Thu. Dec 26th, 2024

BREAKING NEWS:

Should I Tell Them I’m Going No Contact or Just Change My Number?

Are you tired of being bombarded with unwanted messages and calls from an ex or a toxic person in your life? You’re not alone! As we navigate the complexities of modern relationships, it’s essential to know the best course of action when dealing with a toxic or abusive individual.

In this breaking news update, we’ll explore the pros and cons of telling them you’re going no contact versus simply changing your number. We’ll also provide expert advice and real-life scenarios to help you make an informed decision.

No Contact vs. Changing Your Number: What’s the Best Approach?

Telling Them You’re Going No Contact:

  • Pros:
    • Sets clear boundaries and expectations
    • Allows you to maintain a sense of control and power
    • Can be a powerful statement, making it clear you’re not interested in rekindling the relationship
  • Cons:
    • Can lead to confrontation and potentially escalate the situation
    • May not be feasible if the other person is unwilling to respect your boundaries
    • Can be emotionally draining and stressful

Changing Your Number:

  • Pros:
    • Can be a quick and easy way to disconnect from the toxic individual
    • May avoid confrontation and potential conflict
    • Can be a relief, allowing you to start fresh and focus on your own well-being
  • Cons:
    • May not address the underlying issues or dynamics of the relationship
    • Can be seen as a cop-out or avoidance tactic
    • May not provide a sense of closure or resolution

Expert Advice:

Dr. [Name], a licensed therapist and relationship expert, weighs in on the best approach:

"When dealing with a toxic or abusive individual, it’s essential to prioritize your own safety and well-being. Changing your number can be a viable option, especially if you’re not ready to have a direct conversation with the other person. However, it’s crucial to remember that avoidance is not a long-term solution. To truly move forward, you must address the underlying issues and dynamics of the relationship."

Real-Life Scenarios:

Sarah, a 28-year-old marketing professional, recently went no contact with her ex after a series of toxic and abusive messages:

"I was exhausted from the constant fighting and manipulation. I realized that by going no contact, I was taking back control and setting clear boundaries. It wasn’t easy, but it was the best decision I ever made. I’m finally starting to heal and move on."

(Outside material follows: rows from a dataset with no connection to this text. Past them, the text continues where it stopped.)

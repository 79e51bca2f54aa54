use std::{borrow::Cow, marker::PhantomData, num::NonZeroU64, result::Result as StdResult};

use bstr::BStr;
use nom::Offset;

use super::{Address, Section, SectionIndex};
use crate::{
    combinators::*, BigEndian, Endianness, Input, LittleEndian, Number, Read, Result, Write,
};

/// A symbol.
#[derive(Debug, Clone, PartialEq, Eq)]
pub struct Symbol<'a> {
    /// Name of the symbol, if any.
    pub name: Option<Cow<'a, BStr>>,
    /// An offset, in bytes, to the symbol name, relative to the start of the
    /// symbol string table. If this field contains zero, the symbol has no
    /// name.
    pub name_offset: u32,
    /// The symbol binding attribute, i.e. its scope.
    pub binding: SymbolBinding,
    /// The symbol type.
    pub r#type: SymbolType,
    /// The `st_other` field; its low bits hold the symbol visibility.
    pub other: u8,
    /// The section index of the section in which the symbol is “defined”.
    pub section_index: SectionIndex,
    /// The value of the symbol. This may be an absolute value or a
    /// relocatable address.
    ///
    /// In relocatable files, this field contains the alignment constraint
    /// for common symbols, and a section-relative offset for defined
    /// relocatable symbols.
    pub value: Address,
    /// The size of the value associated with the symbol. If a symbol does
    /// not have an associated size, or the size is unknown, this field
    /// contains zero.
    pub size: u64,
}

impl<'a> Symbol<'a> {
    /// Size of `Self` in the Elf format.
    pub const SIZE: u16 = 24;

    /// The `st_info` byte, combining binding and type.
    pub fn info(&self) -> u8 {
        (self.binding.value() << 4) | (self.r#type.value() & 0x0f)
    }
}

impl<'a> Read for Symbol<'a> {
    fn read<'r, N, E>(input: Input<'r>) -> Result<'r, Self, E>
    where
        N: Number,
        E: ParseError<Input<'r>>,
    {
        let (input, (name_offset, info, other, section_index, value, size)) = tuple((
            N::read_u32,
            N::read_u8,
            N::read_u8,
            <SectionIndex as Read<u16>>::read::<N, _>,
            <Address as Read<u64>>::read::<N, _>,
            N::read_u64,
        ))(input)?;

        let binding = SymbolBinding::from_value(info >> 4)
            .ok_or_else(|| Err::Error(E::from_error_kind(input, ErrorKind::Alt)))?;
        let r#type = SymbolType::from_value(info & 0x0f)
            .ok_or_else(|| Err::Error(E::from_error_kind(input, ErrorKind::Alt)))?;

        Ok((
            input,
            Self { name: None, name_offset, binding, r#type, other, section_index, value, size },
        ))
    }
}

impl<'a> Write for Symbol<'a> {
    fn write<N, B>(&self, buffer: &mut B) -> std::io::Result<()>
    where
        N: Number,
        B: std::io::Write,
    {
        buffer.write_all(&N::write_u32(self.name_offset))?;
        buffer.write_all(&N::write_u8(self.info()))?;
        buffer.write_all(&N::write_u8(self.other))?;
        <SectionIndex as Write<u16>>::write::<N, _>(&self.section_index, buffer)?;
        <Address as Write<u64>>::write::<N, _>(&self.value, buffer)?;
        buffer.write_all(&N::write_u64(self.size))
    }
}

/// A symbol binding.
#[derive(Debug, Clone, Copy, PartialEq, Eq)]
pub enum SymbolBinding {
    /// The symbol is not visible outside the object file.
    Local,
    /// Global symbol, visible to all object files.
    Global,
    /// Global scope, but with lower precedence than global symbols.
    Weak,
    /// Environment-specific use (10 to 12).
    EnvironmentSpecific(u8),
    /// Processor-specific use (13 to 15).
    ProcessorSpecific(u8),
}

impl SymbolBinding {
    /// Decode from the high nibble of `st_info`.
    pub fn from_value(value: u8) -> Option<Self> {
        Some(match value {
            0x00 => Self::Local,
            0x01 => Self::Global,
            0x02 => Self::Weak,
            0x0a..=0x0c => Self::EnvironmentSpecific(value),
            0x0d..=0x0f => Self::ProcessorSpecific(value),
            _ => return None,
        })
    }

    /// The raw on-disk value.
    pub fn value(&self) -> u8 {
        match self {
            Self::Local => 0x00,
            Self::Global => 0x01,
            Self::Weak => 0x02,
            Self::EnvironmentSpecific(value) | Self::ProcessorSpecific(value) => *value,
        }
    }
}

/// A symbol type.
#[derive(Debug, Clone, Copy, PartialEq, Eq)]
pub enum SymbolType {
    /// No type specified (e.g., an absolute symbol).
    NoType,
    /// Data object.
    Object,
    /// Function entry point.
    Function,
    /// The symbol is associated with a section.
    Section,
    /// Source file associated with the object file.
    File,
    /// The symbol labels an uninitialized common block.
    CommonBlock,
    /// The symbol specifies a thread-local storage entity.
    ThreadLocal,
    /// Environment-specific use (10 to 12).
    EnvironmentSpecific(u8),
    /// Processor-specific use (13 to 15).
    ProcessorSpecific(u8),
}

impl SymbolType {
    /// Decode from the low nibble of `st_info`.
    pub fn from_value(value: u8) -> Option<Self> {
        Some(match value {
            0x00 => Self::NoType,
            0x01 => Self::Object,
            0x02 => Self::Function,
            0x03 => Self::Section,
            0x04 => Self::File,
            0x05 => Self::CommonBlock,
            0x06 => Self::ThreadLocal,
            0x0a..=0x0c => Self::EnvironmentSpecific(value),
            0x0d..=0x0f => Self::ProcessorSpecific(value),
            _ => return None,
        })
    }

    /// The raw on-disk value.
    pub fn value(&self) -> u8 {
        match self {
            Self::NoType => 0x00,
            Self::Object => 0x01,
            Self::Function => 0x02,
            Self::Section => 0x03,
            Self::File => 0x04,
            Self::CommonBlock => 0x05,
            Self::ThreadLocal => 0x06,
            Self::EnvironmentSpecific(value) | Self::ProcessorSpecific(value) => *value,
        }
    }
}

/// An iterator producing [`Symbol`]s.
pub struct SymbolIterator<'a, E>
where
    E: ParseError<Input<'a>>,
{
    input: Input<'a>,
    endianness: Endianness,
    entity_size: Option<NonZeroU64>,
    strings_section: Option<&'a Section<'a>>,
    _phantom: PhantomData<E>,
}

impl<'a, E> SymbolIterator<'a, E>
where
    E: ParseError<Input<'a>>,
{
    pub(super) fn new(
        input: Input<'a>,
        endianness: Endianness,
        entity_size: Option<NonZeroU64>,
        strings_section: Option<&'a Section<'a>>,
    ) -> Self {
        Self { input, endianness, entity_size, strings_section, _phantom: PhantomData }
    }
}

impl<'a, E> Iterator for SymbolIterator<'a, E>
where
    E: ParseError<Input<'a>>,
{
    type Item = StdResult<Symbol<'a>, Err<E>>;

    fn next(&mut self) -> Option<Self::Item> {
        if self.input.is_empty() {
            return None;
        }

        let read = match self.endianness {
            Endianness::Big => Symbol::read::<BigEndian, E>(self.input),
            Endianness::Little => Symbol::read::<LittleEndian, E>(self.input),
        };

        match read {
            Ok((next_input, mut symbol)) => {
                // Ensure we have read the correct amount of bytes.
                if let Some(entity_size) = self.entity_size {
                    let offset = self.input.offset(next_input);

                    if offset as u64 != entity_size.get() {
                        return Some(Err(Err::Error(E::from_error_kind(
                            self.input,
                            ErrorKind::LengthValue,
                        ))));
                    }
                }

                self.input = next_input;

                if let Some(strings_section) = &self.strings_section {
                    symbol.name =
                        strings_section.data.string_at_offset(symbol.name_offset as usize);
                }

                Some(Ok(symbol))
            }

            Err(err) => Some(Err(err)),
        }
    }
}

#[cfg(test)]
mod tests {
    use super::*;

    #[test]
    fn test_symbol() {
        #[rustfmt::skip]
        let input: &[u8] = &[
            // Name offset.
            0x00, 0x00, 0x00, 0x01,
            // Binding + type.
            0x12,
            // Other.
            0x00,
            // Section index.
            0x00, 0x02,
            // Value.
            0x00, 0x00, 0x00, 0x00, 0x00, 0x00, 0x00, 0x07,
            // Size.
            0x00, 0x00, 0x00, 0x00, 0x00, 0x00, 0x00, 0x01,
        ];

        let symbol = Symbol {
            name: None,
            name_offset: 1,
            binding: SymbolBinding::Global,
            r#type: SymbolType::Function,
            other: 0,
            section_index: SectionIndex::Ok(2),
            value: Address(7),
            size: 1,
        };

        assert_eq!(symbol.info(), 0x12);

        assert_read_write!(
            Symbol: Read<()> + Write<()> {
                bytes_value(big_endian) = input,
                rust_value = symbol,
            }
        );
    }

    #[test]
    fn test_symbol_binding() {
        macro_rules! test {
            ( $( $input:expr => $result:expr ),* $(,)* ) => {
                $(
                    assert_eq!(SymbolBinding::from_value($input), Some($result));
                    assert_eq!($result.value(), $input);
                )*
            };
        }

        test!(
            0x00 => SymbolBinding::Local,
            0x01 => SymbolBinding::Global,
            0x02 => SymbolBinding::Weak,
            0x0a => SymbolBinding::EnvironmentSpecific(0x0a),
            0x0d => SymbolBinding::ProcessorSpecific(0x0d),
        );

        assert_eq!(SymbolBinding::from_value(0x03), None);
    }

    #[test]
    fn test_symbol_type() {
        macro_rules! test {
            ( $( $input:expr => $result:expr ),* $(,)* ) => {
                $(
                    assert_eq!(SymbolType::from_value($input), Some($result));
                    assert_eq!($result.value(), $input);
                )*
            };
        }

        test!(
            0x00 => SymbolType::NoType,
            0x01 => SymbolType::Object,
            0x02 => SymbolType::Function,
            0x03 => SymbolType::Section,
            0x04 => SymbolType::File,
            0x05 => SymbolType::CommonBlock,
            0x06 => SymbolType::ThreadLocal,
            0x0c => SymbolType::EnvironmentSpecific(0x0c),
            0x0f => SymbolType::ProcessorSpecific(0x0f),
        );

        assert_eq!(SymbolType::from_value(0x07), None);
    }

    #[test]
    fn test_symbol_iterator() {
        #[rustfmt::skip]
        let input: &[u8] = &[
            // Symbol 1.

            // Name offset.
            0x00, 0x00, 0x00, 0x01,
            // Binding + type.
            0x12,
            // Other.
            0x00,
            // Section index.
            0x00, 0x02,
            // Value.
            0x00, 0x00, 0x00, 0x00, 0x00, 0x00, 0x00, 0x07,
            // Size.
            0x00, 0x00, 0x00, 0x00, 0x00, 0x00, 0x00, 0x01,

            // Symbol 2.

            // Name offset.
            0x00, 0x00, 0x00, 0x03,
            // Binding + type.
            0x23,
            // Other.
            0x00,
            // Section index.
            0x00, 0x01,
            // Value.
            0x00, 0x00, 0x00, 0x00, 0x00, 0x00, 0x00, 0x05,
            // Size.
            0x00, 0x00, 0x00, 0x00, 0x00, 0x00, 0x00, 0x02,
        ];

        let mut iterator = SymbolIterator::<()>::new(input, Endianness::Big, None, None);

        assert_eq!(
            iterator.next(),
            Some(Ok(Symbol {
                name: None,
                name_offset: 1,
                binding: SymbolBinding::Global,
                r#type: SymbolType::Function,
                other: 0,
                section_index: SectionIndex::Ok(2),
                value: Address(7),
                size: 1,
            }))
        );

        assert_eq!(
            iterator.next(),
            Some(Ok(Symbol {
                name: None,
                name_offset: 3,
                binding: SymbolBinding::Weak,
                r#type: SymbolType::Section,
                other: 0,
                section_index: SectionIndex::Ok(1),
                value: Address(5),
                size: 2,
            }))
        );

        assert_eq!(iterator.next(), None);
    }
}
pub use nom::{
    bytes::complete::tag,
    error::{ErrorKind, ParseError},
    sequence::tuple,
    Err,
};
use nom::{bytes::complete::take, ToUsize};

use crate::{Input, Result};

/// Like `take` but it “skips” the parsed value.
pub fn skip<'a, C, E>(count: C) -> impl FnMut(Input<'a>) -> Result<'a, Input<'a>, E>
where
    C: ToUsize,
    E: ParseError<Input<'a>>,
{
    let count = count.to_usize();

    move |input: Input<'a>| {
        let (input, _skipped) = take(count)(input)?;

        Ok((input, &[][..]))
    }
}

#[cfg(test)]
mod tests {
    use super::*;

    #[test]
    fn test_skip() {
        let input: &[u8] = &[1, 2, 3, 4, 5];

        assert_eq!(skip::<_, ()>(2usize)(input), Ok((&[3, 4, 5][..], &[] as &[u8])));
    }

    #[test]
    fn test_skip_too_far() {
        let input: &[u8] = &[1, 2];

        assert!(skip::<_, ()>(3usize)(input).is_err());
    }
}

On the other hand, John, a 32-year-old software engineer, changed his number after a series of harassing calls from an ex:

"I was at my wit’s end and didn’t know what else to do. Changing my number was a quick fix, and it gave me some much-needed peace and quiet. However, I know I can’t avoid the issue forever. I need to find a way to address the underlying issues and move forward in a healthy way."

Conclusion:

When dealing with a toxic or abusive individual, it’s essential to prioritize your own safety and well-being. Both going no contact and changing your number can be viable options, but it’s crucial to remember that avoidance is not a long-term solution. By setting clear boundaries, addressing the underlying issues, and prioritizing your own well-being, you can take back control and start to heal.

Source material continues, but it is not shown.